FOREWORD
It is unlikely that anyone in the world has reviewed more movies than Pauline Kael. It is also unlikely that anyone in the world carries around in his or her head more information about movies. When Pauline Kael sits down to review a new film, she is able to sum up pertinent details from the thousnds of American and foreign films that preceded it. She remembers, and can describe, scenes, sequences, performances, shots, images, touches, gestures, effects. In herself, she is the international history, library, archive, encyclopedia of film—the cinemathèque. If numbers, or even knowledgeability, were all that mattered, she would be the champion. But these are merely a point of departure. She brings to her criticism more than stamina and a phenomenal memory, more than scholarship. What is most important, perhaps, is that she loves movies. Good and bad, they are her passion. Movies sustain her, and she, in turn, sustains many of the people who make them. Moviemakers may be satisfied or dissatisfied with her reaction to any given picture, but they are not inclined to dismiss it, and they never question her rapt involvement with movies. They know that she takes their work seriously, that she judges it by the most rigorous standards, that she gives it the attention it deserves. When she thinks that a picture has failed, she can become so intent on getting to the bottom of what went wrong that now and then, to her own astonishment, she wounds somebody’s feelings, but even on those occasions the charms of her criticism are such that she is apt to be forgiven. And when she thinks that a picture succeeds she rejoices.
The originality of Pauline Kael’s mind and temperament, her formidable intelligence, her eloquent use of the vernacular, her extraordinary analytical powers, her insight into character, her ability to shed light wherever the real world intersects with the world on film, her enormous gift for social observation, the wit and energy and clarity of her prose all go into making her the singular critic she is. What she is primarily is a writer; one reads her for the sheer pleasure her writing affords. Her opinions are forceful, convincing, often unexpected, but whether or not one agrees with them one comes away from her writings in a state of exhilaration.

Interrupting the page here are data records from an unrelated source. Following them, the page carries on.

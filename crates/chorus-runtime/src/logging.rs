//! Logging setup for Chorus.
//!
//! Built on `tracing-subscriber`. Every command runs inside an `invocation`
//! span (and every passive delivery inside a `passive` span) carrying the
//! invocation id, network and listener, so turning on
//! [`SpanEvents::LIFECYCLE`] shows when each one starts and finishes.
//!
//! ```rust,ignore
//! use chorus_runtime::config::load_config;
//! use chorus_runtime::logging;
//!
//! let config = load_config()?;
//! logging::init_from_config(&config.logging);
//! ```
//!
//! ```rust,ignore
//! use chorus_runtime::logging::{LoggingBuilder, SpanEvents};
//!
//! LoggingBuilder::new()
//!     .directive("chorus_framework=debug")
//!     .span_events(SpanEvents::LIFECYCLE)
//!     .init();
//! ```

use std::ffi::OsStr;
use std::path::{Path, PathBuf};

use tracing::warn;
use tracing_subscriber::prelude::*;
use tracing_subscriber::util::TryInitError;
use tracing_subscriber::{EnvFilter, fmt};

use crate::config::{LogFormat, LogOutput, LoggingConfig, SpanEventConfig};

/// File name used when `file_path` has none.
const DEFAULT_LOG_FILE: &str = "chorus.log";

/// Which span lifecycle events are logged.
#[derive(Debug, Clone, Copy, Default, PartialEq, Eq)]
pub struct SpanEvents {
    /// Span created.
    pub new: bool,
    /// Span entered.
    pub enter: bool,
    /// Span exited.
    pub exit: bool,
    /// Span closed.
    pub close: bool,
}

impl SpanEvents {
    /// No span events.
    pub const NONE: Self = Self {
        new: false,
        enter: false,
        exit: false,
        close: false,
    };

    /// Creation and close: one line when an invocation starts, one (with
    /// timings) when it ends.
    pub const LIFECYCLE: Self = Self {
        new: true,
        enter: false,
        exit: false,
        close: true,
    };

    /// Every span event.
    pub const FULL: Self = Self {
        new: true,
        enter: true,
        exit: true,
        close: true,
    };

    fn to_fmt_span(self) -> fmt::format::FmtSpan {
        let mut span = fmt::format::FmtSpan::NONE;
        if self.new {
            span |= fmt::format::FmtSpan::NEW;
        }
        if self.enter {
            span |= fmt::format::FmtSpan::ENTER;
        }
        if self.exit {
            span |= fmt::format::FmtSpan::EXIT;
        }
        if self.close {
            span |= fmt::format::FmtSpan::CLOSE;
        }
        span
    }
}

impl From<&SpanEventConfig> for SpanEvents {
    fn from(config: &SpanEventConfig) -> Self {
        Self {
            new: config.new,
            enter: config.enter,
            exit: config.exit,
            close: config.close,
        }
    }
}

/// Initializes logging from a [`LoggingConfig`].
///
/// Does nothing if a global subscriber is already installed.
pub fn init_from_config(config: &LoggingConfig) {
    let _ = LoggingBuilder::from_config(config).try_init();
}

// =============================================================================
// LoggingBuilder
// =============================================================================

/// A builder for the global subscriber.
#[derive(Debug, Default)]
pub struct LoggingBuilder {
    directives: Vec<String>,
    level: Option<tracing::Level>,
    span_events: SpanEvents,
    format: LogFormat,
    output: LogOutput,
    with_target: bool,
    with_thread_ids: bool,
    with_file: bool,
    with_line_number: bool,
    file_path: Option<PathBuf>,
}

impl LoggingBuilder {
    /// Creates a builder logging compact lines at `info` to stdout.
    pub fn new() -> Self {
        Self {
            format: LogFormat::Compact,
            output: LogOutput::Stdout,
            with_target: true,
            ..Default::default()
        }
    }

    /// Creates a builder from a [`LoggingConfig`].
    pub fn from_config(config: &LoggingConfig) -> Self {
        let mut builder = Self::new();
        builder.level = Some(config.level.to_tracing_level());
        builder.format = config.format;
        builder.output = config.output;
        builder.span_events = SpanEvents::from(&config.span_events);
        builder.with_thread_ids = config.thread_ids;
        builder.with_file = config.file_location;
        builder.with_line_number = config.file_location;
        builder.file_path.clone_from(&config.file_path);
        for (module, level) in &config.filters {
            builder.directives.push(format!("{module}={level}"));
        }
        builder
    }

    /// Sets the base level.
    pub fn with_level(mut self, level: tracing::Level) -> Self {
        self.level = Some(level);
        self
    }

    /// Adds a filter directive such as `chorus_framework::dispatcher=trace`.
    pub fn directive(mut self, directive: &str) -> Self {
        self.directives.push(directive.to_string());
        self
    }

    /// Sets which span events are logged.
    pub fn span_events(mut self, events: SpanEvents) -> Self {
        self.span_events = events;
        self
    }

    /// Sets the line format.
    pub fn format(mut self, format: LogFormat) -> Self {
        self.format = format;
        self
    }

    /// Sets the destination.
    pub fn output(mut self, output: LogOutput) -> Self {
        self.output = output;
        self
    }

    /// Includes the module path.
    pub fn with_target(mut self, enabled: bool) -> Self {
        self.with_target = enabled;
        self
    }

    /// Includes thread ids.
    pub fn with_thread_ids(mut self, enabled: bool) -> Self {
        self.with_thread_ids = enabled;
        self
    }

    /// Includes source file and line.
    pub fn with_file_location(mut self, enabled: bool) -> Self {
        self.with_file = enabled;
        self.with_line_number = enabled;
        self
    }

    /// Sets the file for [`LogOutput::File`].
    pub fn file_path(mut self, path: PathBuf) -> Self {
        self.file_path = Some(path);
        self
    }

    /// `RUST_LOG` wins over the configured level; directives are added on top.
    fn build_filter(&self) -> EnvFilter {
        let base_level = self.level.unwrap_or(tracing::Level::INFO);
        let base_filter = base_level.to_string().to_lowercase();

        let mut filter =
            EnvFilter::try_from_default_env().unwrap_or_else(|_| EnvFilter::new(&base_filter));

        for directive in &self.directives {
            match directive.parse() {
                Ok(d) => filter = filter.add_directive(d),
                Err(e) => eprintln!("ignoring invalid log directive '{directive}': {e}"),
            }
        }

        filter
    }

    /// Installs the subscriber, ignoring an already installed one.
    pub fn init(self) {
        let _ = self.try_init();
    }

    /// Installs the subscriber.
    pub fn try_init(self) -> Result<(), TryInitError> {
        let filter = self.build_filter();
        let span_events = self.span_events.to_fmt_span();

        macro_rules! configure_layer {
            ($layer:expr) => {
                $layer
                    .with_span_events(span_events)
                    .with_target(self.with_target)
                    .with_thread_ids(self.with_thread_ids)
                    .with_file(self.with_file)
                    .with_line_number(self.with_line_number)
            };
        }

        macro_rules! init_with_writer {
            ($writer:expr) => {
                match &self.format {
                    #[cfg(feature = "json-log")]
                    LogFormat::Json => {
                        let layer = fmt::layer()
                            .json()
                            .with_span_events(span_events)
                            .with_writer($writer);
                        tracing_subscriber::registry()
                            .with(layer)
                            .with(filter)
                            .try_init()
                    }
                    LogFormat::Compact => {
                        let layer = configure_layer!(fmt::layer().compact().with_writer($writer));
                        tracing_subscriber::registry()
                            .with(layer)
                            .with(filter)
                            .try_init()
                    }
                    LogFormat::Full => {
                        let layer = configure_layer!(fmt::layer().with_writer($writer));
                        tracing_subscriber::registry()
                            .with(layer)
                            .with(filter)
                            .try_init()
                    }
                    LogFormat::Pretty => {
                        let layer = configure_layer!(fmt::layer().pretty().with_writer($writer));
                        tracing_subscriber::registry()
                            .with(layer)
                            .with(filter)
                            .try_init()
                    }
                }
            };
        }

        match &self.output {
            LogOutput::Stdout => init_with_writer!(std::io::stdout),
            LogOutput::Stderr => init_with_writer!(std::io::stderr),
            LogOutput::File => match &self.file_path {
                Some(path) => {
                    let appender = tracing_appender::rolling::never(
                        path.parent()
                            .filter(|p| !p.as_os_str().is_empty())
                            .unwrap_or_else(|| Path::new(".")),
                        path.file_name()
                            .unwrap_or_else(|| OsStr::new(DEFAULT_LOG_FILE)),
                    );
                    init_with_writer!(appender)
                }
                None => {
                    let result = init_with_writer!(std::io::stdout);
                    warn!("File output requested but no file path configured, logging to stdout");
                    result
                }
            },
        }
    }
}

#[cfg(test)]
mod tests {
    use super::*;
    use crate::config::LogLevel;

    #[test]
    fn test_from_config() {
        let mut config = LoggingConfig {
            level: LogLevel::Warn,
            thread_ids: true,
            file_location: true,
            ..LoggingConfig::default()
        };
        config.filters.insert("chorus_framework".into(), LogLevel::Trace);
        config.span_events.close = true;

        let builder = LoggingBuilder::from_config(&config);
        assert_eq!(builder.level, Some(tracing::Level::WARN));
        assert_eq!(builder.directives, ["chorus_framework=trace"]);
        assert_eq!(
            builder.span_events,
            SpanEvents {
                close: true,
                ..SpanEvents::NONE
            }
        );
        assert!(builder.with_thread_ids && builder.with_file && builder.with_line_number);
        assert!(builder.with_target);
    }

    #[test]
    fn test_span_flags() {
        assert_eq!(SpanEvents::NONE.to_fmt_span(), fmt::format::FmtSpan::NONE);
        assert_eq!(SpanEvents::FULL.to_fmt_span(), fmt::format::FmtSpan::FULL);
        assert_eq!(
            SpanEvents::LIFECYCLE.to_fmt_span(),
            fmt::format::FmtSpan::NEW | fmt::format::FmtSpan::CLOSE
        );
    }
}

Pauline Kael’s reviews are normally longer than most—long enough to daunt the uninitiated but not too long for her admirers. Yet in this volume she has assembled several thousand reviews—written for the Goings On About Town department of The New Yorker—that are not only dazzling but brief, are models of compression. Nothing like this collection of short reviews has ever been seen before. They can be read by moviegoers or television viewers as a guide or they can be read for their own sake: either way they are a marvel. A master of synopsis, Pauline Kael has contrived to tell us between the covers of one book what eight decades of film are about and who is in them and behind them, and to reflect, swiftly but astutely, on what they signify. No one else has done that; no one else could have done that.